**Records for this task**
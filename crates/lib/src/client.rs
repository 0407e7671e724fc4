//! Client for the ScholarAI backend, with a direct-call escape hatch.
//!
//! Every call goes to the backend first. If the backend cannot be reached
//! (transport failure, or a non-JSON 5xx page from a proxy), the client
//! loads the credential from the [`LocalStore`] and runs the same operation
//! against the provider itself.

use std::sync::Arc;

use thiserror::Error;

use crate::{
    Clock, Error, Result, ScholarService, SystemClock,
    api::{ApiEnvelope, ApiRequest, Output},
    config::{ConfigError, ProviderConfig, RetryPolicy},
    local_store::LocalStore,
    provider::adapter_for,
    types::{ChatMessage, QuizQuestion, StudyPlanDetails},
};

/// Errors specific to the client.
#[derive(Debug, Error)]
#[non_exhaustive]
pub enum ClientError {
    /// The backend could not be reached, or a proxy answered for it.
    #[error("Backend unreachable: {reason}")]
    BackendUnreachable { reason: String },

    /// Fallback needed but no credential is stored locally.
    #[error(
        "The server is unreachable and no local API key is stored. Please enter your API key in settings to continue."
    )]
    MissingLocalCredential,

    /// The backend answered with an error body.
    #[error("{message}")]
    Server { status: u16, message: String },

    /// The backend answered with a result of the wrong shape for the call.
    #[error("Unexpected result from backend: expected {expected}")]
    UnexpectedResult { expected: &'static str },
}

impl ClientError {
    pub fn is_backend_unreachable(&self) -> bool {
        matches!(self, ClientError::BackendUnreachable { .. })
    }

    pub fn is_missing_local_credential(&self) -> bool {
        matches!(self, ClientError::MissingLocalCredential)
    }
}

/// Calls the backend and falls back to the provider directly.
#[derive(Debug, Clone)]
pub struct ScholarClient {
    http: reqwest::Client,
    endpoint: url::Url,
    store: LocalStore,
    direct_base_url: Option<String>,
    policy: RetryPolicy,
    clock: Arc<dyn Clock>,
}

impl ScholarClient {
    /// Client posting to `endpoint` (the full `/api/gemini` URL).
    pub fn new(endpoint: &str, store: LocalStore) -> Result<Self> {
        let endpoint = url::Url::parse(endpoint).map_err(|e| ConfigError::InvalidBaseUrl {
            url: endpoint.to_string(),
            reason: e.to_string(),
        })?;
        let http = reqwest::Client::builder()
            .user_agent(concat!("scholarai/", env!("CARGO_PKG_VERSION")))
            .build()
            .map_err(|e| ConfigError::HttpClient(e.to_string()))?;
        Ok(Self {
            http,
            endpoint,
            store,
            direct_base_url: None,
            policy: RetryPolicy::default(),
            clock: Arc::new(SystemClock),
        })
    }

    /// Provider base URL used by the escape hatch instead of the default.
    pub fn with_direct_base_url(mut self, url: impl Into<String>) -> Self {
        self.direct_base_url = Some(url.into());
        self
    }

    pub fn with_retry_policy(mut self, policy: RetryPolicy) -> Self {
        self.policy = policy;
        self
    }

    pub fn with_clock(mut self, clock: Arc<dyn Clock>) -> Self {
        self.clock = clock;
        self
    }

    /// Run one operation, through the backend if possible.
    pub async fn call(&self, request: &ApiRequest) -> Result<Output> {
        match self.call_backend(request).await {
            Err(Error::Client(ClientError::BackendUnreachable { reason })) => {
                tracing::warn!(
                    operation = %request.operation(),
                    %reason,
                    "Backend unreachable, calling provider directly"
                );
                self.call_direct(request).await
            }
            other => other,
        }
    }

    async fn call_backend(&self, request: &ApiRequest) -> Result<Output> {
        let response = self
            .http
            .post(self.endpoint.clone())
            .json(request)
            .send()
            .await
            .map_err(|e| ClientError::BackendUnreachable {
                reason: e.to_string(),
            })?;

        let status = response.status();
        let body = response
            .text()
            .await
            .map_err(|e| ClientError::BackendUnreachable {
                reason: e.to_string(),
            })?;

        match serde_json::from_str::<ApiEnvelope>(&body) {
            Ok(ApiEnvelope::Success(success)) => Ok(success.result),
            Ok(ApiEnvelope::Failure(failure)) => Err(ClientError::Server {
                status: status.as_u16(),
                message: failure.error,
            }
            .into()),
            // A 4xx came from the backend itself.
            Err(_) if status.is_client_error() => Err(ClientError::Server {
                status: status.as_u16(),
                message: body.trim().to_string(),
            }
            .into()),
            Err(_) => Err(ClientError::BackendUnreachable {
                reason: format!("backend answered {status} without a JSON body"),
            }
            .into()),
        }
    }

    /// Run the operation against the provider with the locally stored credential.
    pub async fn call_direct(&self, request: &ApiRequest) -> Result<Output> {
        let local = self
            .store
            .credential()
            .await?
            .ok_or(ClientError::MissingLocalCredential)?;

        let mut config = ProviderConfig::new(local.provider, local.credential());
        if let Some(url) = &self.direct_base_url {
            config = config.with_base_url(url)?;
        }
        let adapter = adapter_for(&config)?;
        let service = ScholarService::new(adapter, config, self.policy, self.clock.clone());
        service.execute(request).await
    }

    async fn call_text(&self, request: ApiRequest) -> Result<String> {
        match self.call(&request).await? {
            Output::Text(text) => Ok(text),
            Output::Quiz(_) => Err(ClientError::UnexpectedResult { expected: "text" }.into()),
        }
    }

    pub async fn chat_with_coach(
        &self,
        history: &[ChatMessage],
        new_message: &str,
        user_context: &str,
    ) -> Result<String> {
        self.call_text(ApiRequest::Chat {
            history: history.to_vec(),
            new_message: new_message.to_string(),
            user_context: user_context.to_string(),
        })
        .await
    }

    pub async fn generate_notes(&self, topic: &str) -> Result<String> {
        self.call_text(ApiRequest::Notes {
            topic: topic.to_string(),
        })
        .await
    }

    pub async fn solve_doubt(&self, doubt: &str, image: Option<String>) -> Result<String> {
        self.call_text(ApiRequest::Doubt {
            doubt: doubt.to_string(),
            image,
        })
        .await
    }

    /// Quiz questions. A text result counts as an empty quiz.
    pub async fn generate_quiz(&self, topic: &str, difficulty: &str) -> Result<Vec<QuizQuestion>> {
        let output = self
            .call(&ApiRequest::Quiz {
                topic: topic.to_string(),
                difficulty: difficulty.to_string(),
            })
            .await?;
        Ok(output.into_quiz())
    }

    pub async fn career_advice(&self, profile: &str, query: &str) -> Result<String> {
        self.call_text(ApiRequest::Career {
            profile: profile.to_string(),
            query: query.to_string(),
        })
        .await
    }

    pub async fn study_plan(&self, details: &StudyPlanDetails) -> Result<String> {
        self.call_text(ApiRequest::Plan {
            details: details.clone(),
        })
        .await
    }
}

==

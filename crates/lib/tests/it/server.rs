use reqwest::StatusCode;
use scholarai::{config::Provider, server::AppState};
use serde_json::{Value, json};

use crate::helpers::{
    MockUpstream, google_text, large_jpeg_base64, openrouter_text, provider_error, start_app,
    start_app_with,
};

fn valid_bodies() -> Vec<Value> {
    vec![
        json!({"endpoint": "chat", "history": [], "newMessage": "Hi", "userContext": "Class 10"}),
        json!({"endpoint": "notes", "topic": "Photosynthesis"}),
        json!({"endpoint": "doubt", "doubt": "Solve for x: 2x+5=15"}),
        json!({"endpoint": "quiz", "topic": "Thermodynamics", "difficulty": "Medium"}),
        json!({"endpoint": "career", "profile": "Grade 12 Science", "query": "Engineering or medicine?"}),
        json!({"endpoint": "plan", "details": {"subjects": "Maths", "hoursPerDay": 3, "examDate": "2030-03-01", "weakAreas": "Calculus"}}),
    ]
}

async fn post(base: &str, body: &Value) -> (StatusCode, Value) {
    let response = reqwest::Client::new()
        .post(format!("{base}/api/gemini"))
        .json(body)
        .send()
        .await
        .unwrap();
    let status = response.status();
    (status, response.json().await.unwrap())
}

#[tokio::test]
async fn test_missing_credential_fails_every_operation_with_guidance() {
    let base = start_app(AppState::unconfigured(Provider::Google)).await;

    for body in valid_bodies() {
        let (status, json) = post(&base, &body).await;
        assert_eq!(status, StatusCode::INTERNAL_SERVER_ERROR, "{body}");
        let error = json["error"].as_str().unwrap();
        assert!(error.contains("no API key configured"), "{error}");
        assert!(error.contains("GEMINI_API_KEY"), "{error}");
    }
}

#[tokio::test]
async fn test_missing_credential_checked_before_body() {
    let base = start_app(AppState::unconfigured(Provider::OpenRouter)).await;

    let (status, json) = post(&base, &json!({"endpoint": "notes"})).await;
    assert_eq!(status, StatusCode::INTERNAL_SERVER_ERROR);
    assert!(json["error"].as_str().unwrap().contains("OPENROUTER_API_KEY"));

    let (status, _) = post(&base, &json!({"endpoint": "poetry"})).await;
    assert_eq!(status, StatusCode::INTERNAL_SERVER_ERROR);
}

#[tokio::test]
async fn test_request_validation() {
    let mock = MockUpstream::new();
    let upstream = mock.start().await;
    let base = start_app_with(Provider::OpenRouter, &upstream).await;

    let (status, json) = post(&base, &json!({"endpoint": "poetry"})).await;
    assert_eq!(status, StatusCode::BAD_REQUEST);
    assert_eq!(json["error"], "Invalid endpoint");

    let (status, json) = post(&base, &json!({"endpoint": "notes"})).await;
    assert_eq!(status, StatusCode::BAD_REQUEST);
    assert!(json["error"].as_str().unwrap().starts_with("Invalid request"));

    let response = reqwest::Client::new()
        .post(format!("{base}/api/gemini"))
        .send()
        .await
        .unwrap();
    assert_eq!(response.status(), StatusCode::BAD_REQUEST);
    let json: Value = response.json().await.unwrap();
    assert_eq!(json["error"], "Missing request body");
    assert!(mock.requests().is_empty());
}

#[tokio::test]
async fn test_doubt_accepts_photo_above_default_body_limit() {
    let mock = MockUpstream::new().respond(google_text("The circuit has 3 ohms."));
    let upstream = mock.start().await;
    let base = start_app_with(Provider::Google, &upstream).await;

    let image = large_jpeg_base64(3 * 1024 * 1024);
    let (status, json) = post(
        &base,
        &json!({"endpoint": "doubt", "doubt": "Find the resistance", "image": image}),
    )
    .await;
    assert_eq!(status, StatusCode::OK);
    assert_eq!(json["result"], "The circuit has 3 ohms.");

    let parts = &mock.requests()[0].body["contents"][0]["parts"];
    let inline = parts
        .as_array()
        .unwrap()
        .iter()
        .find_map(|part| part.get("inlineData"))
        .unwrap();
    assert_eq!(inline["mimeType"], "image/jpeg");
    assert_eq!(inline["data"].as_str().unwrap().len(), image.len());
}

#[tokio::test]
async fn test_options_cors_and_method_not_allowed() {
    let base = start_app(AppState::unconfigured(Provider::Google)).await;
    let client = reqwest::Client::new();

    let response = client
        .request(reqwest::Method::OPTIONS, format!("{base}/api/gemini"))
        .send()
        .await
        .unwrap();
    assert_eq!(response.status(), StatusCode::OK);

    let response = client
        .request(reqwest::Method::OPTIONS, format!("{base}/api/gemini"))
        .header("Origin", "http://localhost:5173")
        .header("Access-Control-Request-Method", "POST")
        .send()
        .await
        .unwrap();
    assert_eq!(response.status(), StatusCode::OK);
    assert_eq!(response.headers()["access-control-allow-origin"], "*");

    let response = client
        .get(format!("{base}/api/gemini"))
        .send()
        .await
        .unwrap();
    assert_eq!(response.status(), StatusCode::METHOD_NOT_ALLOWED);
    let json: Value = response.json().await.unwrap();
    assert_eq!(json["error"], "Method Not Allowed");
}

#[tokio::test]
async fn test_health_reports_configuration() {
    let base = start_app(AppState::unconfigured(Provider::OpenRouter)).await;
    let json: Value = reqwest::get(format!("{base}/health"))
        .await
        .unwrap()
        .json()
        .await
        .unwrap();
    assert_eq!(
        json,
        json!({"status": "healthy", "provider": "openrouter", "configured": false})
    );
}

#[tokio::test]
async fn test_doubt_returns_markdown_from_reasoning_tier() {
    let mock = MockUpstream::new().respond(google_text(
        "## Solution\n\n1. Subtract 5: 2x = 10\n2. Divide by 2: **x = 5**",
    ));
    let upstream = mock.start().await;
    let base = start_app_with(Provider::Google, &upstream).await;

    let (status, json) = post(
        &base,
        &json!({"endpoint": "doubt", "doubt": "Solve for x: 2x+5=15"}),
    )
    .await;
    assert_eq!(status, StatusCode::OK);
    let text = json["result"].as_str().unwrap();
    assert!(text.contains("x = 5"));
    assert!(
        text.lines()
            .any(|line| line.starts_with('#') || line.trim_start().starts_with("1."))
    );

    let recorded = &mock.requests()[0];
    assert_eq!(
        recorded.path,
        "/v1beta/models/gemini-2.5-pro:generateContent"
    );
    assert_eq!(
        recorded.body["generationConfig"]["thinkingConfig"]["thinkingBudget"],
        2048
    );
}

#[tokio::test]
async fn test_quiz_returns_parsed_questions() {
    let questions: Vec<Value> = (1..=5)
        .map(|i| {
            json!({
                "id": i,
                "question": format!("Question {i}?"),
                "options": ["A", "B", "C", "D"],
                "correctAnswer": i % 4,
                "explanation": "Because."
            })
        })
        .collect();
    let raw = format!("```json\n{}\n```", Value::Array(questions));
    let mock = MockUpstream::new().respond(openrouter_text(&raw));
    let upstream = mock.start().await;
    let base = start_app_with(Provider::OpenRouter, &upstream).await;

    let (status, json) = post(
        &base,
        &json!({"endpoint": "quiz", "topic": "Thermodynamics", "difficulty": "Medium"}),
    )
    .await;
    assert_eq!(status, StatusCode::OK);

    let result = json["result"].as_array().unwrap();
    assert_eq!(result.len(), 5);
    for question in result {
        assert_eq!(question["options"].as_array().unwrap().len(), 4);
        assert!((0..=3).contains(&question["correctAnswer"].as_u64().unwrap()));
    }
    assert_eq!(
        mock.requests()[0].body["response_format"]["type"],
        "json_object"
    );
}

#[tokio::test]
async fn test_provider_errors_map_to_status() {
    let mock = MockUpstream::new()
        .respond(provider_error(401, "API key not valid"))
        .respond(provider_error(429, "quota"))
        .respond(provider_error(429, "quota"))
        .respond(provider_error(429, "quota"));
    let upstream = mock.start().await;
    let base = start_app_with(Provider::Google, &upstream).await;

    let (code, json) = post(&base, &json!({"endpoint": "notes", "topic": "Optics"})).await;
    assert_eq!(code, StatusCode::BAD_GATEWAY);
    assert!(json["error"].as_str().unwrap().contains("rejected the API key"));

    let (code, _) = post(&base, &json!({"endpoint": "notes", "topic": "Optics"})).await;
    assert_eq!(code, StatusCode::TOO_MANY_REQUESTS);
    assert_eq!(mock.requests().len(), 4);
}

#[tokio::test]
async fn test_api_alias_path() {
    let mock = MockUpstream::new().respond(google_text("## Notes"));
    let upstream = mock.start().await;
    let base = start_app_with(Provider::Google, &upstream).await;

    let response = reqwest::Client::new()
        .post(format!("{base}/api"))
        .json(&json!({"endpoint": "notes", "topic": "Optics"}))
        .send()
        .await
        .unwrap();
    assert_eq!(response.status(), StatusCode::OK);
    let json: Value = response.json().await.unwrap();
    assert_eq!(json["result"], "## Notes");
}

**Your objective**
Some lines above hold the word "failure". Copy all of them.

**Result of the exercise**
//! (transport failure, or a non-JSON 5xx page from a proxy), the client
            Ok(ApiEnvelope::Failure(failure)) => Err(ClientError::Server {
                message: failure.error,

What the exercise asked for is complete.